Zahangir Alam (born May 7, 1979) is a former mayor of Gazipur City Corporation, an Awami Politician and businessman. Aligned with the Bangladesh Awami League, he was elected as second mayor of the Gazipur City Corporation in July 2018. He is the managing director of Honourable Textile Composite Ltd and Z Alam Apparels. He was the general secretary of Gazipur metropolitan Awami League until he was expelled by Awami League central working committee on 19 November 2021. The LGRD Ministry suspended Jahangir Alam on 25 November 2021 from mayor post of Gazipur City Corporation (GCC) on suspections of land grabbing.

Early life and education
Zahangir Alam was born in Gazipur District. He passed his SSC and HSC exams from Bhawal Badre Alam Govt. College. He completed graduation and post graduation from the same college. After that, he graduated with an LLB degree from the National University in Bangladesh.

Political career
In July 2018 Alam was elected as Mayor of Gazipur City Corporation as the Bangladesh Awami League candidate. In the election he earned 400,010 votes while Hasan Uddin Sarkar, managed to secure 197,611 votes. He was the former vice-president of the Bangladesh Chhatra League and vice-chairman of Gazipur Sadar Upazila.

Mayor of Gazipur City Corporation
During the 2019-20 session, Zahangir Alam announced a budget of approximately US$700 million income and US$550 million expense for Gazipur City Corporation.
While working as a mayor of Gazipur City Corporation, mayor Zahangir Alam disclosed about corruption and irregularities in the City Corporation. In May 2019 at a press briefing, he revealed that 14 employees of Gazipur City Corporation got show cause notice over corruption and irregularity charges. In July same year in another press briefing, he informed the journalists that among the 14 accused employees, 6 had been suspended, 3 had been temporarily suspended and the remaining 5 had been served show-cause notices for alleged corruption.

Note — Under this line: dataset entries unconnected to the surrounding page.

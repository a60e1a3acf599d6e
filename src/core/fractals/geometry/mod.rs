pub mod errors;
pub mod levy;
pub mod sierpinski_carpet;
pub mod sierpinski_triangle;

use std::fmt;

use crate::core::data::primitive::Primitive;
use crate::core::data::screen::Screen;
use crate::core::fractals::geometry::errors::GeometryError;
use crate::core::fractals::geometry::levy::{LEVY_MAX_DEPTH, LevyCurve};
use crate::core::fractals::geometry::sierpinski_carpet::SierpinskiCarpet;
use crate::core::fractals::geometry::sierpinski_triangle::SierpinskiTriangle;

/// Side length, in pixels, of both Sierpinski figures.
pub const SIERPINSKI_SIDE: f64 = 500.0;
pub const SIERPINSKI_MAX_DEPTH: u32 = 6;
pub const MIN_DEPTH: u32 = 1;

#[derive(Debug, Copy, Clone, PartialEq, Eq, Hash)]
pub enum GeometryFractalKind {
    Levy,
    SierpinskiTriangle,
    SierpinskiCarpet,
}

impl GeometryFractalKind {
    pub const ALL: &'static [Self] = &[Self::Levy, Self::SierpinskiTriangle, Self::SierpinskiCarpet];

    #[must_use]
    pub const fn display_name(self) -> &'static str {
        match self {
            Self::Levy => "Lévy curve",
            Self::SierpinskiTriangle => "Sierpinski triangle",
            Self::SierpinskiCarpet => "Sierpinski carpet",
        }
    }

    #[must_use]
    pub const fn max_depth(self) -> u32 {
        match self {
            Self::Levy => LEVY_MAX_DEPTH,
            Self::SierpinskiTriangle | Self::SierpinskiCarpet => SIERPINSKI_MAX_DEPTH,
        }
    }

    /// Depth a freshly selected figure is drawn at.
    #[must_use]
    pub const fn default_depth(self) -> u32 {
        MIN_DEPTH
    }

    /// Builds the figure at `depth`, laid out on `screen`.
    pub fn generate(self, depth: u32, screen: Screen) -> Result<Vec<Primitive>, GeometryError> {
        match self {
            Self::Levy => LevyCurve::centred(screen).generate(depth),
            Self::SierpinskiTriangle => SierpinskiTriangle::centred(screen).generate(depth),
            Self::SierpinskiCarpet => SierpinskiCarpet::centred(screen).generate(depth),
        }
    }
}

impl fmt::Display for GeometryFractalKind {
    fn fmt(&self, f: &mut fmt::Formatter<'_>) -> fmt::Result {
        f.write_str(self.display_name())
    }
}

On 11 May 2020, Delwoar Hossain, the executive engineer of Gazipur City Corporation was murdered allegedly by his colleague. The investigation agency and Delwoar's family suspects that the  motive behind Delwoar's murder was corruption of the City Corporation projects.
Police arrested Anisur Rahman Selim, an assistant engineer of Gazipur City Corporation as a suspect of the murder case. Mayor Jahangir Alam told the Prothom Alo that he knew about the corruption of Selim but never took any measures against him. Jahangir told another news channel, Channel i that he suspected the murder could be caused because of bribe money from contractors.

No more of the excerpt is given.